Germany's SME firms 'Mittelstand' cuts AI investments in 2025, study shows
Reuters January 08, 2026 04:57 PM
Synopsis

German SMEs are pulling back on their investments in artificial intelligence, a sharp contrast to their counterparts in other sectors who are ramping up spending. Analysts caution that this divergence could lead to a notable technology disparity.

Germany's small and medium-sized companies, ‍collectively known as ​the Mittelstand, are putting the brakes ⁠on artificial intelligence (AI) investment, a study showed, even as overall corporate spending on AI applications rises.

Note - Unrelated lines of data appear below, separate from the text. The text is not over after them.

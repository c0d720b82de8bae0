use axum::{
    Extension,
    extract::State,
    response::{Html, IntoResponse},
};
use bunner_cors_filter::Decoration;

use crate::cors::AppState;

pub async fn greet(
    State(state): State<AppState>,
    Extension(decoration): Extension<Decoration>,
) -> impl IntoResponse {
    let caller = match &decoration {
        Decoration::Cors { origins } => format!("cross-origin caller {}", origins.join(" ")),
        Decoration::NotCors => "same-origin caller".to_string(),
    };

    Html(format!("<h1>{}</h1><p>Hello, {caller}.</p>", state.greeting))
}
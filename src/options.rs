use crate::allowed_headers::AllowedHeaders;
use crate::allowed_methods::AllowedMethods;
use crate::constants::value;
use crate::exposed_headers::ExposedHeaders;
use crate::origin::{AllowedOrigins, OriginMatcher};
use crate::util::is_http_token;
use thiserror::Error;

/// Configuration surface of a [`crate::CorsPolicy`].
///
/// With the `serde` feature the options deserialize from a flat document where
/// `allowed_origins` and `allowed_headers` take either `"*"` or a list of
/// strings and `max_age` is given in seconds. Missing fields keep their
/// defaults.
#[derive(Clone, Debug)]
#[cfg_attr(feature = "serde", derive(serde::Deserialize))]
#[cfg_attr(feature = "serde", serde(default, deny_unknown_fields))]
pub struct CorsOptions {
    pub allowed_origins: AllowedOrigins,
    pub allowed_methods: AllowedMethods,
    pub allowed_headers: AllowedHeaders,
    pub exposed_headers: ExposedHeaders,
    /// When set, responses never carry a wildcard `Allow-Origin`; the
    /// validated request origin is echoed instead.
    pub allow_credentials: bool,
    /// Preflight cache lifetime in seconds.
    pub max_age: Option<u64>,
    /// Let requests without an `Origin` header, and requests that do not fit a
    /// CORS shape, through untouched instead of rejecting them.
    pub allow_generic_http_requests: bool,
}

impl Default for CorsOptions {
    fn default() -> Self {
        Self {
            allowed_origins: AllowedOrigins::Any,
            allowed_methods: AllowedMethods::default(),
            allowed_headers: AllowedHeaders::Any,
            exposed_headers: ExposedHeaders::default(),
            allow_credentials: false,
            max_age: None,
            allow_generic_http_requests: true,
        }
    }
}

#[derive(Debug, Error, Clone, PartialEq, Eq)]
pub enum ValidationError {
    #[error("at least one allowed method must be configured")]
    EmptyMethods,
    #[error("allowed method '{0}' is not a valid HTTP token")]
    InvalidMethodToken(String),
    #[error("allowed header '{0}' is not a valid HTTP header name")]
    InvalidAllowedHeader(String),
    #[error("exposed header '{0}' is not a valid HTTP header name")]
    InvalidExposedHeader(String),
    #[error("allowed headers list cannot contain '*'; use AllowedHeaders::Any instead")]
    AllowedHeadersListCannotContainWildcard,
    #[error("allowed origins list cannot contain '*'; use AllowedOrigins::Any instead")]
    AllowedOriginsListCannotContainWildcard,
}

impl CorsOptions {
    pub fn validate(&self) -> Result<(), ValidationError> {
        if self.allowed_methods.is_empty() {
            return Err(ValidationError::EmptyMethods);
        }
        if let Some(method) = self
            .allowed_methods
            .iter()
            .find(|method| !is_http_token(method))
        {
            return Err(ValidationError::InvalidMethodToken(method.to_string()));
        }

        if let AllowedOrigins::List(matchers) = &self.allowed_origins
            && matchers.iter().any(is_wildcard_matcher)
        {
            return Err(ValidationError::AllowedOriginsListCannotContainWildcard);
        }

        if let AllowedHeaders::List(names) = &self.allowed_headers {
            for name in names.iter() {
                if name == value::WILDCARD {
                    return Err(ValidationError::AllowedHeadersListCannotContainWildcard);
                }
                if !is_http_token(name) {
                    return Err(ValidationError::InvalidAllowedHeader(name.to_string()));
                }
            }
        }

        if let Some(name) = self
            .exposed_headers
            .iter()
            .find(|name| !is_http_token(name))
        {
            return Err(ValidationError::InvalidExposedHeader(name.to_string()));
        }

        Ok(())
    }
}

fn is_wildcard_matcher(matcher: &OriginMatcher) -> bool {
    matches!(matcher, OriginMatcher::Exact(origin) if origin.trim() == value::WILDCARD)
}

#[cfg(test)]
#[path = "options_test.rs"]
mod options_test;
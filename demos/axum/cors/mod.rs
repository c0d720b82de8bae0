use std::sync::Arc;

use bunner_cors_filter::{
    AllowedHeaders, AllowedMethods, AllowedOrigins, CorsOptions, CorsPolicy, ExposedHeaders,
    ValidationError,
};

pub type SharedPolicy = Arc<CorsPolicy>;

#[derive(Clone)]
pub struct AppState {
    pub policy: SharedPolicy,
    pub greeting: &'static str,
}

pub fn build_state() -> Result<AppState, ValidationError> {
    let options = CorsOptions {
        allowed_origins: AllowedOrigins::list(["http://api.example.com"]),
        allowed_methods: AllowedMethods::list(["GET", "POST"]),
        allowed_headers: AllowedHeaders::list([
            "Content-Type",
            "X-Requested-With",
            "X-Example-Trace",
        ]),
        exposed_headers: ExposedHeaders::list(["X-Example-Trace"]),
        allow_credentials: true,
        max_age: Some(600),
        allow_generic_http_requests: true,
    };

    let policy = Arc::new(CorsPolicy::new(options)?);

    Ok(AppState {
        policy,
        greeting: "Welcome to the Axum CORS example!",
    })
}

pub mod middleware;
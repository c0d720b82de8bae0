pub mod header {
    pub const ACCESS_CONTROL_ALLOW_ORIGIN: &str = "Access-Control-Allow-Origin";
    pub const ACCESS_CONTROL_ALLOW_METHODS: &str = "Access-Control-Allow-Methods";
    pub const ACCESS_CONTROL_ALLOW_HEADERS: &str = "Access-Control-Allow-Headers";
    pub const ACCESS_CONTROL_ALLOW_CREDENTIALS: &str = "Access-Control-Allow-Credentials";
    pub const ACCESS_CONTROL_EXPOSE_HEADERS: &str = "Access-Control-Expose-Headers";
    pub const ACCESS_CONTROL_MAX_AGE: &str = "Access-Control-Max-Age";
    pub const ACCESS_CONTROL_REQUEST_HEADERS: &str = "Access-Control-Request-Headers";
    pub const ACCESS_CONTROL_REQUEST_METHOD: &str = "Access-Control-Request-Method";
    pub const ORIGIN: &str = "Origin";

    /// Response headers owned by the filter. Copies set by an inner handler are
    /// stripped before the computed values are merged in.
    pub const CORS_RESPONSE_HEADERS: [&str; 6] = [
        ACCESS_CONTROL_ALLOW_ORIGIN,
        ACCESS_CONTROL_EXPOSE_HEADERS,
        ACCESS_CONTROL_ALLOW_CREDENTIALS,
        ACCESS_CONTROL_ALLOW_METHODS,
        ACCESS_CONTROL_ALLOW_HEADERS,
        ACCESS_CONTROL_MAX_AGE,
    ];
}

pub mod method {
    pub const DELETE: &str = "DELETE";
    pub const GET: &str = "GET";
    pub const HEAD: &str = "HEAD";
    pub const OPTIONS: &str = "OPTIONS";
    pub const PATCH: &str = "PATCH";
    pub const POST: &str = "POST";
    pub const PUT: &str = "PUT";
}

pub mod value {
    pub const WILDCARD: &str = "*";
    pub const TRUE: &str = "true";
    pub const NULL_ORIGIN: &str = "null";
}
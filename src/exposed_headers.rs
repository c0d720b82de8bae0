use crate::headers::HeaderNameList;

/// Header names scripts may read on actual responses, emitted in order as
/// `Access-Control-Expose-Headers`.
#[derive(Clone, Debug, Default, PartialEq, Eq)]
pub struct ExposedHeaders(HeaderNameList);

impl ExposedHeaders {
    /// Builds the list, trimming whitespace and removing case-insensitive
    /// duplicates.
    pub fn list<I, S>(values: I) -> Self
    where
        I: IntoIterator<Item = S>,
        S: Into<String>,
    {
        Self(HeaderNameList::new(values))
    }

    pub fn iter(&self) -> impl Iterator<Item = &str> {
        self.0.iter()
    }

    pub fn is_empty(&self) -> bool {
        self.0.is_empty()
    }

    pub fn header_value(&self) -> Option<String> {
        self.0.header_value()
    }
}

#[cfg(feature = "serde")]
impl<'de> serde::Deserialize<'de> for ExposedHeaders {
    fn deserialize<D>(deserializer: D) -> Result<Self, D::Error>
    where
        D: serde::Deserializer<'de>,
    {
        <Vec<String> as serde::Deserialize>::deserialize(deserializer).map(Self::list)
    }
}

#[cfg(test)]
#[path = "exposed_headers_test.rs"]
mod exposed_headers_test;
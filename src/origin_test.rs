use super::*;

mod origin_matcher {
    use super::*;

    mod exact {
        use super::*;

        #[test]
        fn when_candidate_identical_should_match() {
            // Arrange
            let matcher = OriginMatcher::exact("https://api.test");

            // Act & Assert
            assert!(matcher.matches("https://api.test"));
        }

        #[test]
        fn when_candidate_differs_only_in_case_should_not_match() {
            // Arrange
            let matcher = OriginMatcher::exact("https://api.test");

            // Act & Assert
            assert!(!matcher.matches("https://API.test"));
        }

        #[test]
        fn when_candidate_has_other_port_should_not_match() {
            // Arrange
            let matcher = OriginMatcher::from("https://api.test");

            // Act & Assert
            assert!(!matcher.matches("https://api.test:8443"));
        }
    }

    mod pattern_str {
        use super::*;

        #[test]
        fn when_pattern_valid_should_match_case_insensitively() {
            // Arrange
            let matcher = OriginMatcher::pattern_str(r"^https://.*\.allowed\.dev$")
                .expect("valid pattern");

            // Act & Assert
            assert!(matcher.matches("https://api.allowed.dev"));
            assert!(matcher.matches("HTTPS://API.ALLOWED.DEV"));
            assert!(!matcher.matches("https://allowed.dev.evil"));
        }

        #[test]
        fn when_pattern_invalid_should_return_build_error() {
            // Arrange & Act
            let result = OriginMatcher::pattern_str("(unclosed");

            // Assert
            assert!(matches!(result, Err(PatternError::Build(_))));
        }

        #[test]
        fn when_pattern_too_long_should_return_too_long_error() {
            // Arrange
            let pattern = "a".repeat(MAX_PATTERN_LENGTH + 1);

            // Act
            let result = OriginMatcher::pattern_str(&pattern);

            // Assert
            match result {
                Err(PatternError::TooLong { length, max }) => {
                    assert_eq!(length, MAX_PATTERN_LENGTH + 1);
                    assert_eq!(max, MAX_PATTERN_LENGTH);
                }
                other => panic!("expected too long error, got {other:?}"),
            }
        }

        #[test]
        fn when_budget_exhausted_should_return_timeout_error() {
            // Arrange & Act
            let result = OriginMatcher::pattern_str_with_budget(
                r"^https://.*\.slow\.dev$",
                Duration::from_nanos(0),
            );

            // Assert
            assert!(matches!(result, Err(PatternError::Timeout { .. })));
        }
    }
}

mod allowed_origins {
    use super::*;

    #[test]
    fn when_any_should_match_every_origin() {
        // Arrange
        let origins = AllowedOrigins::any();

        // Act & Assert
        assert!(origins.is_any());
        assert!(origins.matches("https://anything.example"));
        assert!(origins.matches("null"));
    }

    #[test]
    fn when_default_should_be_any() {
        assert!(AllowedOrigins::default().is_any());
    }

    #[test]
    fn when_list_should_match_members_only() {
        // Arrange
        let origins = AllowedOrigins::list(["https://a.test", "https://b.test"]);

        // Act & Assert
        assert!(!origins.is_any());
        assert!(origins.matches("https://b.test"));
        assert!(!origins.matches("https://c.test"));
    }

    #[test]
    fn when_list_mixes_exact_and_pattern_should_match_either() {
        // Arrange
        let origins = AllowedOrigins::list([
            OriginMatcher::exact("https://exact.test"),
            OriginMatcher::pattern_str(r"^https://[a-z]+\.hybrid\.dev$").expect("valid pattern"),
        ]);

        // Act & Assert
        assert!(origins.matches("https://exact.test"));
        assert!(origins.matches("https://api.hybrid.dev"));
        assert!(!origins.matches("https://api.other.dev"));
    }

    #[test]
    fn when_origin_exceeds_length_limit_should_not_match_list() {
        // Arrange
        let long_origin = format!("https://{}.test", "a".repeat(MAX_ORIGIN_LENGTH));
        let origins = AllowedOrigins::list([
            OriginMatcher::pattern_str(r"^https://a+\.test$").expect("valid pattern"),
        ]);

        // Act & Assert
        assert!(!origins.matches(&long_origin));
    }

    #[test]
    fn when_list_empty_should_match_nothing() {
        // Arrange
        let origins = AllowedOrigins::List(Vec::new());

        // Act & Assert
        assert!(!origins.matches("https://a.test"));
    }

    mod allows_all {
        use super::*;

        #[test]
        fn when_every_origin_matches_should_allow() {
            let origins = AllowedOrigins::list(["https://a.test", "https://b.test"]);

            assert!(origins.allows_all(&["https://a.test", "https://b.test"]));
        }

        #[test]
        fn when_one_origin_missing_should_reject() {
            let origins = AllowedOrigins::list(["https://a.test"]);

            assert!(!origins.allows_all(&["https://a.test", "https://evil.test"]));
        }

        #[test]
        fn when_no_origins_should_reject_even_for_any() {
            assert!(!AllowedOrigins::any().allows_all(&[]));
        }
    }
}
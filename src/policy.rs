use crate::allowed_headers::AllowedHeaders;
use crate::allowed_methods::AllowedMethods;
use crate::constants::value;
use crate::evaluator;
use crate::exposed_headers::ExposedHeaders;
use crate::options::{CorsOptions, ValidationError};
use crate::origin::AllowedOrigins;
use crate::outcome::Outcome;
use crate::request::RequestView;

/// Validated, immutable cross-origin policy.
///
/// Built once from [`CorsOptions`] and shared read-only (for example behind an
/// `Arc`) by every request handler. Header values that never change per request
/// are rendered at construction.
#[derive(Debug, Clone)]
pub struct CorsPolicy {
    allowed_origins: AllowedOrigins,
    allowed_methods: AllowedMethods,
    allowed_headers: AllowedHeaders,
    exposed_headers: ExposedHeaders,
    allow_credentials: bool,
    max_age: Option<u64>,
    allow_generic_http_requests: bool,
    allow_methods_value: String,
    allow_headers_value: Option<String>,
    expose_headers_value: Option<String>,
}

impl CorsPolicy {
    pub fn new(options: CorsOptions) -> Result<Self, ValidationError> {
        options.validate()?;

        let CorsOptions {
            allowed_origins,
            allowed_methods,
            allowed_headers,
            exposed_headers,
            allow_credentials,
            max_age,
            allow_generic_http_requests,
        } = options;

        let allow_methods_value = allowed_methods.header_value().unwrap_or_default();
        let allow_headers_value = match &allowed_headers {
            AllowedHeaders::Any => None,
            // Declared lists always answer, even when empty.
            AllowedHeaders::List(names) => Some(names.iter().collect::<Vec<_>>().join(", ")),
        };
        let expose_headers_value = exposed_headers.header_value();

        Ok(Self {
            allowed_origins,
            allowed_methods,
            allowed_headers,
            exposed_headers,
            allow_credentials,
            max_age,
            allow_generic_http_requests,
            allow_methods_value,
            allow_headers_value,
            expose_headers_value,
        })
    }

    pub fn evaluate(&self, request: &RequestView<'_>) -> Outcome {
        evaluator::evaluate(request, self)
    }

    pub fn allowed_origins(&self) -> &AllowedOrigins {
        &self.allowed_origins
    }

    pub fn allowed_methods(&self) -> &AllowedMethods {
        &self.allowed_methods
    }

    pub fn allowed_headers(&self) -> &AllowedHeaders {
        &self.allowed_headers
    }

    pub fn exposed_headers(&self) -> &ExposedHeaders {
        &self.exposed_headers
    }

    pub fn allow_credentials(&self) -> bool {
        self.allow_credentials
    }

    pub fn max_age(&self) -> Option<u64> {
        self.max_age
    }

    pub fn allow_generic_http_requests(&self) -> bool {
        self.allow_generic_http_requests
    }

    pub(crate) fn allow_methods_value(&self) -> &str {
        &self.allow_methods_value
    }

    pub(crate) fn allow_headers_value(&self) -> Option<&str> {
        self.allow_headers_value.as_deref()
    }

    pub(crate) fn expose_headers_value(&self) -> Option<&str> {
        self.expose_headers_value.as_deref()
    }

    /// `*` only when any origin is allowed and credentials are off; otherwise
    /// the validated origins themselves.
    pub(crate) fn allow_origin_value(&self, origins: &[&str]) -> String {
        if self.allowed_origins.is_any() && !self.allow_credentials {
            value::WILDCARD.to_string()
        } else {
            origins.join(" ")
        }
    }
}

#[cfg(test)]
#[path = "policy_test.rs"]
mod policy_test;
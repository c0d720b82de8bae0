use crate::constants::method;
use indexmap::IndexSet;

/// Methods a preflight may request, emitted in full as
/// `Access-Control-Allow-Methods`.
///
/// Membership is case-sensitive: method tokens are case-sensitive in HTTP and
/// the configured spelling is what gets echoed.
#[derive(Clone, Debug, PartialEq, Eq)]
pub struct AllowedMethods {
    methods: IndexSet<String>,
}

impl AllowedMethods {
    /// Builds the set in insertion order, trimming values and skipping empty
    /// and duplicate entries.
    pub fn list<I, S>(values: I) -> Self
    where
        I: IntoIterator<Item = S>,
        S: Into<String>,
    {
        let methods = values
            .into_iter()
            .map(|value| value.into().trim().to_string())
            .filter(|value| !value.is_empty())
            .collect();

        Self { methods }
    }

    pub fn contains(&self, method: &str) -> bool {
        self.methods.contains(method.trim())
    }

    pub fn iter(&self) -> impl Iterator<Item = &str> {
        self.methods.iter().map(String::as_str)
    }

    pub fn len(&self) -> usize {
        self.methods.len()
    }

    pub fn is_empty(&self) -> bool {
        self.methods.is_empty()
    }

    pub fn header_value(&self) -> Option<String> {
        if self.methods.is_empty() {
            None
        } else {
            Some(self.iter().collect::<Vec<_>>().join(", "))
        }
    }
}

impl Default for AllowedMethods {
    fn default() -> Self {
        Self::list([
            method::GET,
            method::HEAD,
            method::PUT,
            method::PATCH,
            method::POST,
            method::DELETE,
        ])
    }
}

#[cfg(feature = "serde")]
impl<'de> serde::Deserialize<'de> for AllowedMethods {
    fn deserialize<D>(deserializer: D) -> Result<Self, D::Error>
    where
        D: serde::Deserializer<'de>,
    {
        <Vec<String> as serde::Deserialize>::deserialize(deserializer).map(Self::list)
    }
}

#[cfg(test)]
#[path = "allowed_methods_test.rs"]
mod allowed_methods_test;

In a survey ‌of 200 ‌Mittelstand firms published on Thursday, management consultancy Horvath found these ‌companies spent 0.35% of their revenues on AI technologies in 2025, down from 0.41% in 2024.

By contrast, average AI spending across all companies increased ​to 0.5% of revenues in ​2025 from 0.40% a year earlier, widening ‌a gap ‍that Horvath said leaves the Mittelstand ‍investing about 30% below the overall market.


"Geopolitical ‌tensions have unsettled many mid-sized companies and shifted their focus toward cost optimisation," said Heiko Fink, the study lead and a member of Horvath's management board.

He added that early AI use cases may not ‍have delivered the efficiency gains companies had hoped for.

"If AI transformation is not ‍massively accelerated ⁠now, the ⁠technology gap will develop into an existential strategic risk," Fink said.

The report said bureaucratic hurdles and slow progress on digitalisation are weighing heavily on the ability of mid-sized firms to implement AI, while concerns about data protection and digital sovereignty are also holding back deployment.